• [ENTRIES SUPPLIED]
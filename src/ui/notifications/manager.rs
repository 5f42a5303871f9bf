// SPDX-License-Identifier: MPL-2.0
//! Notification lifecycle management.
//!
//! The `Manager` owns the ordered list of visible notifications. Each entry
//! carries its own expiry deadline; a periodic tick removes entries whose
//! deadline has passed, and manual dismissal removes them earlier. Whichever
//! happens first wins: the entry is gone, so the other path degrades to a
//! no-op. The list is append-only and unbounded, notification volume is low
//! by construction, and insertion order is what the overlay renders.

use super::notification::{Notification, NotificationId};
use super::notifier::{self, Notifier};
use std::time::Instant;
use tokio::sync::mpsc::{self, UnboundedReceiver};

/// Messages for notification state changes.
#[derive(Debug, Clone)]
pub enum Message {
    /// Dismiss a specific notification by ID.
    Dismiss(NotificationId),
    /// Tick for checking expiry deadlines.
    Tick,
}

/// Manages the ordered list of visible notifications.
#[derive(Debug, Default)]
pub struct Manager {
    /// Visible notifications in insertion order.
    entries: Vec<Notification>,
    /// Receiving end of the process-wide notifier channel, when installed.
    remote: Option<UnboundedReceiver<Notification>>,
}

impl Manager {
    /// Creates a new empty notification manager.
    #[must_use]
    pub fn new() -> Self {
        Self::default()
    }

    /// Installs the process-wide [`Notifier`] backed by this manager.
    ///
    /// Remote notifications are collected with [`Manager::drain_remote`].
    /// The notifier stays installed until this manager is dropped.
    pub fn install_notifier(&mut self) {
        let (tx, rx) = mpsc::unbounded_channel();
        self.remote = Some(rx);
        notifier::install(Notifier::new(tx));
    }

    /// Appends a notification and returns its id.
    ///
    /// The entry becomes visible immediately and stays until its deadline
    /// passes or it is dismissed. Never blocks.
    pub fn push(&mut self, notification: Notification) -> NotificationId {
        let id = notification.id();
        self.entries.push(notification);
        id
    }

    /// Dismisses a notification by its ID.
    ///
    /// Returns `true` if the notification was found and removed. Dismissing
    /// an absent id is a no-op, never an error: the entry may simply have
    /// expired first.
    pub fn dismiss(&mut self, id: NotificationId) -> bool {
        if let Some(pos) = self.entries.iter().position(|n| n.id() == id) {
            self.entries.remove(pos);
            true
        } else {
            false
        }
    }

    /// Removes every entry whose deadline has passed at `now`.
    pub fn tick_at(&mut self, now: Instant) {
        self.entries.retain(|n| !n.is_expired_at(now));
    }

    /// Processes a tick event against the current time.
    ///
    /// Should be called periodically (e.g., every 100-500ms) while
    /// notifications are visible.
    pub fn tick(&mut self) {
        self.tick_at(Instant::now());
    }

    /// Moves queued remote notifications (pushed through the process-wide
    /// notifier) into the visible list.
    ///
    /// Called at the top of every update cycle; a no-op when no notifier is
    /// installed or nothing is queued. Each drained entry has its display
    /// clock restarted so time spent in the channel does not count against
    /// its visible lifetime.
    pub fn drain_remote(&mut self) {
        if let Some(rx) = self.remote.as_mut() {
            let now = Instant::now();
            while let Ok(mut notification) = rx.try_recv() {
                notification.mark_visible_at(now);
                self.entries.push(notification);
            }
        }
    }

    /// Handles a notification message.
    pub fn handle_message(&mut self, message: &Message) {
        match message {
            Message::Dismiss(id) => {
                self.dismiss(*id);
            }
            Message::Tick => {
                self.tick();
            }
        }
    }

    /// Returns the visible notifications in insertion order.
    #[must_use]
    pub fn entries(&self) -> &[Notification] {
        &self.entries
    }

    /// Returns the number of visible notifications.
    #[must_use]
    pub fn len(&self) -> usize {
        self.entries.len()
    }

    /// Returns whether the visible list is empty.
    #[must_use]
    pub fn is_empty(&self) -> bool {
        self.entries.is_empty()
    }

    /// Returns whether there is anything to display or expire.
    #[must_use]
    pub fn has_notifications(&self) -> bool {
        !self.entries.is_empty()
    }

    /// Returns whether the process-wide notifier channel is installed.
    #[must_use]
    pub fn has_remote(&self) -> bool {
        self.remote.is_some()
    }

    /// Clears all notifications and their deadlines (teardown).
    pub fn clear(&mut self) {
        self.entries.clear();
    }
}

impl Drop for Manager {
    fn drop(&mut self) {
        // Tear down the process-wide notifier installed by this manager so a
        // stale handle cannot outlive its channel.
        if self.remote.is_some() {
            notifier::uninstall();
        }
    }
}

#[cfg(test)]
mod tests {
    use super::super::notifier::test_support;
    use super::*;
    use std::time::Duration;

    #[test]
    fn new_manager_is_empty() {
        let manager = Manager::new();
        assert!(manager.is_empty());
        assert!(!manager.has_notifications());
    }

    #[test]
    fn push_preserves_insertion_order_with_unique_ids() {
        let mut manager = Manager::new();
        let id_a = manager.push(Notification::info("A"));
        let id_b = manager.push(Notification::info("B"));
        let id_c = manager.push(Notification::info("C"));

        assert_ne!(id_a, id_b);
        assert_ne!(id_b, id_c);
        let messages: Vec<&str> = manager.entries().iter().map(Notification::message).collect();
        assert_eq!(messages, ["A", "B", "C"]);
    }

    #[test]
    fn dismiss_removes_exactly_one_and_keeps_order() {
        let mut manager = Manager::new();
        let id_a = manager.push(Notification::info("A"));
        manager.push(Notification::info("B"));
        manager.push(Notification::info("C"));

        assert!(manager.dismiss(id_a));
        let messages: Vec<&str> = manager.entries().iter().map(Notification::message).collect();
        assert_eq!(messages, ["B", "C"]);
    }

    #[test]
    fn dismiss_is_idempotent() {
        let mut manager = Manager::new();
        let id = manager.push(Notification::success("Saved"));

        assert!(manager.dismiss(id));
        // Second removal of the same id changes nothing and does not error.
        assert!(!manager.dismiss(id));
        assert!(manager.is_empty());
    }

    #[test]
    fn dismiss_nonexistent_returns_false() {
        let mut manager = Manager::new();
        let unknown = Notification::info("never pushed").id();
        assert!(!manager.dismiss(unknown));
    }

    #[test]
    fn tick_expires_entries_past_their_deadline() {
        let mut manager = Manager::new();
        let short = Notification::info("short").with_duration(Duration::from_millis(1000));
        let created = short.created_at();
        manager.push(short);
        manager.push(Notification::info("long"));

        // Just before the deadline nothing happens.
        manager.tick_at(created + Duration::from_millis(999));
        assert_eq!(manager.len(), 2);

        // At the deadline the short entry goes, the long one stays.
        manager.tick_at(created + Duration::from_millis(1000));
        let messages: Vec<&str> = manager.entries().iter().map(Notification::message).collect();
        assert_eq!(messages, ["long"]);
    }

    #[test]
    fn manual_dismiss_cancels_pending_expiry() {
        let mut manager = Manager::new();
        let notification = Notification::info("gone early").with_duration(Duration::from_millis(50));
        let deadline = notification.deadline();
        let id = manager.push(notification);
        manager.push(Notification::info("stays"));

        assert!(manager.dismiss(id));

        // The expiry that would have fired later must have no further
        // effect: no double removal, no error.
        manager.tick_at(deadline + Duration::from_secs(1));
        let messages: Vec<&str> = manager.entries().iter().map(Notification::message).collect();
        assert_eq!(messages, ["stays"]);
    }

    #[test]
    fn success_scenario_push_then_dismiss() {
        let mut manager = Manager::new();
        let id = manager.push(Notification::success("Saved"));

        assert_eq!(manager.len(), 1);
        assert_eq!(manager.entries()[0].kind(), super::super::Kind::Success);
        assert_eq!(manager.entries()[0].message(), "Saved");

        manager.dismiss(id);
        assert!(manager.is_empty());
    }

    #[test]
    fn clear_removes_all() {
        let mut manager = Manager::new();
        for i in 0..5 {
            manager.push(Notification::info(format!("test-{i}")));
        }

        manager.clear();
        assert!(manager.is_empty());
    }

    #[test]
    fn handle_message_dismiss() {
        let mut manager = Manager::new();
        let id = manager.push(Notification::info("test"));

        manager.handle_message(&Message::Dismiss(id));
        assert!(manager.is_empty());
    }

    #[test]
    fn drain_remote_collects_notifier_pushes() {
        let _guard = test_support::global_lock();
        let mut manager = Manager::new();
        manager.install_notifier();

        let handle = notifier::notifier();
        handle.success("from afar");
        handle.info("also remote");

        assert!(manager.is_empty());
        manager.drain_remote();
        let messages: Vec<&str> = manager.entries().iter().map(Notification::message).collect();
        assert_eq!(messages, ["from afar", "also remote"]);
    }

    #[test]
    fn drained_notifications_restart_their_display_clock() {
        let _guard = test_support::global_lock();
        let mut manager = Manager::new();
        manager.install_notifier();

        let queued = Notification::info("slow to arrive").with_duration(Duration::from_millis(100));
        let queued_deadline = queued.deadline();
        notifier::notifier().notify(queued);

        // Sit in the channel past the original deadline before draining.
        std::thread::sleep(Duration::from_millis(150));
        manager.drain_remote();
        assert_eq!(manager.len(), 1);

        // Channel time does not count: the entry survives a tick that is
        // already past the deadline stamped at construction.
        manager.tick();
        assert_eq!(manager.len(), 1);
        assert!(manager.entries()[0].deadline() > queued_deadline);
    }

    #[test]
    fn dropping_manager_uninstalls_notifier() {
        let _guard = test_support::global_lock();
        {
            let mut manager = Manager::new();
            manager.install_notifier();
            assert!(notifier::try_notifier().is_some());
        }
        assert!(notifier::try_notifier().is_none());
    }

    #[test]
    fn drain_remote_without_notifier_is_noop() {
        let mut manager = Manager::new();
        manager.drain_remote();
        assert!(manager.is_empty());
    }
}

• [YOUR INSTRUCTIONS]
From the records above, report the count of lines containing "UnboundedReceiver" and nothing more.

• [ANSWER SPACE]
2